Read through the lines below for the string "info" and copy each one that has it.

= Beginning of Section =

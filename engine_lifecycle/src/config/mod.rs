//! Engine options persisted as JSON in the per-user engine home directory.

use std::fmt;
use std::fs;
use std::path::{Path, PathBuf};
use std::str::FromStr;

use serde::{Deserialize, Serialize};
use tracing::{debug, info};

use crate::error::ConfigError;

/// Name of the options file inside the engine home.
pub const CONFIG_FILE_NAME: &str = "engine.json";

#[cfg(not(windows))]
const HOME_DIR_NAME: &str = ".sector_engine";
#[cfg(windows)]
const HOME_DIR_NAME: &str = "SectorEngine";

/// Language edition of the game data.
#[derive(Debug, Clone, Copy, PartialEq, Eq, Hash, Default, Serialize, Deserialize)]
#[serde(rename_all = "SCREAMING_SNAKE_CASE")]
pub enum ResourceVersion {
    Dutch,
    #[default]
    English,
    French,
    German,
    Italian,
    Polish,
    Russian,
    RussianGold,
}

impl ResourceVersion {
    pub fn as_str(&self) -> &'static str {
        match self {
            ResourceVersion::Dutch => "DUTCH",
            ResourceVersion::English => "ENGLISH",
            ResourceVersion::French => "FRENCH",
            ResourceVersion::German => "GERMAN",
            ResourceVersion::Italian => "ITALIAN",
            ResourceVersion::Polish => "POLISH",
            ResourceVersion::Russian => "RUSSIAN",
            ResourceVersion::RussianGold => "RUSSIAN_GOLD",
        }
    }
}

impl fmt::Display for ResourceVersion {
    fn fmt(&self, f: &mut fmt::Formatter<'_>) -> fmt::Result {
        f.write_str(self.as_str())
    }
}

impl FromStr for ResourceVersion {
    type Err = ConfigError;

    fn from_str(s: &str) -> Result<Self, Self::Err> {
        match s {
            "DUTCH" => Ok(ResourceVersion::Dutch),
            "ENGLISH" => Ok(ResourceVersion::English),
            "FRENCH" => Ok(ResourceVersion::French),
            "GERMAN" => Ok(ResourceVersion::German),
            "ITALIAN" => Ok(ResourceVersion::Italian),
            "POLISH" => Ok(ResourceVersion::Polish),
            "RUSSIAN" => Ok(ResourceVersion::Russian),
            "RUSSIAN_GOLD" => Ok(ResourceVersion::RussianGold),
            other => Err(ConfigError::UnknownResourceVersion(other.to_string())),
        }
    }
}

/// Screen resolution, stored as `"WIDTHxHEIGHT"`.
#[derive(Debug, Clone, Copy, PartialEq, Eq, Serialize, Deserialize)]
#[serde(try_from = "String", into = "String")]
pub struct Resolution {
    pub width: u16,
    pub height: u16,
}

impl Resolution {
    pub fn new(width: u16, height: u16) -> Self {
        Self { width, height }
    }
}

impl Default for Resolution {
    fn default() -> Self {
        Self::new(640, 480)
    }
}

impl fmt::Display for Resolution {
    fn fmt(&self, f: &mut fmt::Formatter<'_>) -> fmt::Result {
        write!(f, "{}x{}", self.width, self.height)
    }
}

impl FromStr for Resolution {
    type Err = ConfigError;

    fn from_str(s: &str) -> Result<Self, Self::Err> {
        let invalid = || ConfigError::InvalidResolution(s.to_string());
        let (width, height) = s.split_once('x').ok_or_else(invalid)?;
        Ok(Self {
            width: width.parse().map_err(|_| invalid())?,
            height: height.parse().map_err(|_| invalid())?,
        })
    }
}

impl TryFrom<String> for Resolution {
    type Error = ConfigError;

    fn try_from(value: String) -> Result<Self, Self::Error> {
        value.parse()
    }
}

impl From<Resolution> for String {
    fn from(resolution: Resolution) -> Self {
        resolution.to_string()
    }
}

/// User-editable engine options.
#[derive(Debug, Clone, PartialEq, Default, Serialize, Deserialize)]
pub struct EngineOptions {
    /// Engine home holding the options file. Never read from the file.
    #[serde(skip)]
    pub home_dir: PathBuf,

    /// Directory of the original game installation.
    #[serde(rename = "data_dir", default)]
    pub game_data_dir: PathBuf,

    #[serde(default)]
    pub mods: Vec<String>,

    #[serde(rename = "res", default)]
    pub resolution: Resolution,

    #[serde(rename = "resversion", default)]
    pub resource_version: ResourceVersion,

    #[serde(default)]
    pub fullscreen: bool,

    #[serde(default)]
    pub debug: bool,

    #[serde(rename = "nosound", default)]
    pub no_sound: bool,
}

impl EngineOptions {
    /// Path of the options file for this home.
    pub fn config_path(&self) -> PathBuf {
        self.home_dir.join(CONFIG_FILE_NAME)
    }

    /// Check that the game data directory is set.
    pub fn validate(&self) -> Result<(), ConfigError> {
        if self.game_data_dir.as_os_str().is_empty() {
            return Err(ConfigError::MissingDataDir);
        }
        Ok(())
    }
}

/// Locate the per-user engine home directory.
pub fn find_home_dir() -> Result<PathBuf, ConfigError> {
    #[cfg(windows)]
    let base = dirs::document_dir();
    #[cfg(not(windows))]
    let base = dirs::home_dir();

    base.map(|dir| dir.join(HOME_DIR_NAME))
        .ok_or(ConfigError::NoHomeDir)
}

/// Create the home directory and an empty options file when missing.
///
/// An existing options file is never overwritten.
pub fn ensure_config_exists(home: &Path) -> Result<PathBuf, ConfigError> {
    let io_err = |path: &Path| {
        let path = path.to_path_buf();
        move |source: std::io::Error| ConfigError::Io { path, source }
    };

    fs::create_dir_all(home).map_err(io_err(home))?;

    let config_path = home.join(CONFIG_FILE_NAME);
    if !config_path.is_file() {
        info!(path = %config_path.display(), "Creating default engine options");
        fs::write(&config_path, b"{}").map_err(io_err(&config_path))?;
    }

    Ok(home.to_path_buf())
}

/// Read the options file from `home`.
pub fn load_config(home: &Path) -> Result<EngineOptions, ConfigError> {
    let path = home.join(CONFIG_FILE_NAME);
    let contents = fs::read_to_string(&path).map_err(|source| ConfigError::Io {
        path: path.clone(),
        source,
    })?;

    let mut options: EngineOptions =
        serde_json::from_str(&contents).map_err(|source| ConfigError::Parse {
            path: path.clone(),
            source,
        })?;
    options.home_dir = home.to_path_buf();

    debug!(path = %path.display(), "Loaded engine options");
    Ok(options)
}

/// Write the options back to their home as pretty-printed JSON.
pub fn write_config(options: &EngineOptions) -> Result<(), ConfigError> {
    let path = options.config_path();
    let json = serde_json::to_string_pretty(options).map_err(|source| ConfigError::Parse {
        path: path.clone(),
        source,
    })?;

    fs::write(&path, json).map_err(|source| ConfigError::Io { path, source })
}

/// Ensure, load and validate the options stored in `home`.
pub fn load_engine_options(home: &Path) -> Result<EngineOptions, ConfigError> {
    let home = ensure_config_exists(home)?;
    let options = load_config(&home)?;
    options.validate()?;
    Ok(options)
}

#[cfg(test)]
mod tests {
    use super::*;

    fn home_with_config(contents: &str) -> tempfile::TempDir {
        let dir = tempfile::tempdir().unwrap();
        fs::write(dir.path().join(CONFIG_FILE_NAME), contents).unwrap();
        dir
    }

    #[test]
    fn test_ensure_creates_home_and_file() {
        let dir = tempfile::tempdir().unwrap();
        let home = dir.path().join("engine_home");

        ensure_config_exists(&home).unwrap();

        assert!(home.is_dir());
        assert_eq!(fs::read_to_string(home.join(CONFIG_FILE_NAME)).unwrap(), "{}");
    }

    #[test]
    fn test_ensure_keeps_existing_file() {
        let dir = home_with_config("Test");
        ensure_config_exists(dir.path()).unwrap();
        assert_eq!(
            fs::read_to_string(dir.path().join(CONFIG_FILE_NAME)).unwrap(),
            "Test"
        );
    }

    #[test]
    fn test_load_missing_file() {
        let dir = tempfile::tempdir().unwrap();
        assert!(matches!(load_config(dir.path()), Err(ConfigError::Io { .. })));
    }

    #[test]
    fn test_load_invalid_json() {
        let dir = home_with_config("{ not json }");
        assert!(matches!(load_config(dir.path()), Err(ConfigError::Parse { .. })));
    }

    #[test]
    fn test_load_defaults_and_home() {
        let dir = home_with_config("{}");
        let options = load_config(dir.path()).unwrap();

        assert_eq!(options.home_dir, dir.path());
        assert_eq!(options.resolution, Resolution::new(640, 480));
        assert_eq!(options.resource_version, ResourceVersion::English);
        assert!(options.mods.is_empty());
    }

    #[test]
    fn test_home_dir_not_read_from_file() {
        let dir = home_with_config(r#"{ "home_dir": "/aaa" }"#);
        let options = load_config(dir.path()).unwrap();
        assert_eq!(options.home_dir, dir.path());
    }

    #[test]
    fn test_load_known_fields() {
        let dir = home_with_config(
            r#"{ "data_dir": "/dd", "res": "1024x768", "resversion": "RUSSIAN_GOLD",
                 "fullscreen": true, "debug": true, "nosound": true, "mods": ["m1", "a2"] }"#,
        );
        let options = load_config(dir.path()).unwrap();

        assert_eq!(options.game_data_dir, PathBuf::from("/dd"));
        assert_eq!(options.resolution, Resolution::new(1024, 768));
        assert_eq!(options.resource_version, ResourceVersion::RussianGold);
        assert!(options.fullscreen && options.debug && options.no_sound);
        assert_eq!(options.mods, vec!["m1", "a2"]);
    }

    #[test]
    fn test_load_rejects_bad_values() {
        let dir = home_with_config(r#"{ "resversion": "TESTUNKNOWN" }"#);
        assert!(matches!(load_config(dir.path()), Err(ConfigError::Parse { .. })));

        let dir = home_with_config(r#"{ "res": "big" }"#);
        assert!(matches!(load_config(dir.path()), Err(ConfigError::Parse { .. })));

        let dir = home_with_config(r#"{ "mods": ["a", true] }"#);
        assert!(matches!(load_config(dir.path()), Err(ConfigError::Parse { .. })));
    }

    #[test]
    fn test_write_pretty_json() {
        let dir = tempfile::tempdir().unwrap();
        let options = EngineOptions {
            home_dir: dir.path().to_path_buf(),
            resolution: Resolution::new(100, 100),
            ..EngineOptions::default()
        };

        write_config(&options).unwrap();

        let written = fs::read_to_string(dir.path().join(CONFIG_FILE_NAME)).unwrap();
        assert_eq!(
            written,
            r#"{
  "data_dir": "",
  "mods": [],
  "res": "100x100",
  "resversion": "ENGLISH",
  "fullscreen": false,
  "debug": false,
  "nosound": false
}"#
        );
        assert_eq!(load_config(dir.path()).unwrap(), options);
    }

    #[test]
    fn test_load_engine_options_requires_data_dir() {
        let dir = tempfile::tempdir().unwrap();
        assert!(matches!(
            load_engine_options(dir.path()),
            Err(ConfigError::MissingDataDir)
        ));

        fs::write(dir.path().join(CONFIG_FILE_NAME), r#"{ "data_dir": "/games/ja" }"#).unwrap();
        let options = load_engine_options(dir.path()).unwrap();
        assert_eq!(options.game_data_dir, PathBuf::from("/games/ja"));
    }

    #[test]
    fn test_resource_version_strings() {
        for version in [
            ResourceVersion::Dutch,
            ResourceVersion::English,
            ResourceVersion::RussianGold,
        ] {
            assert_eq!(version.to_string().parse::<ResourceVersion>().unwrap(), version);
        }
        assert!("english".parse::<ResourceVersion>().is_err());
    }

    #[test]
    fn test_find_home_dir_name() {
        if let Ok(home) = find_home_dir() {
            assert!(home.ends_with(HOME_DIR_NAME));
        }
    }
}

= End of Section =

• _RESULT_:
use tracing::{debug, info};
        info!(path = %config_path.display(), "Creating default engine options");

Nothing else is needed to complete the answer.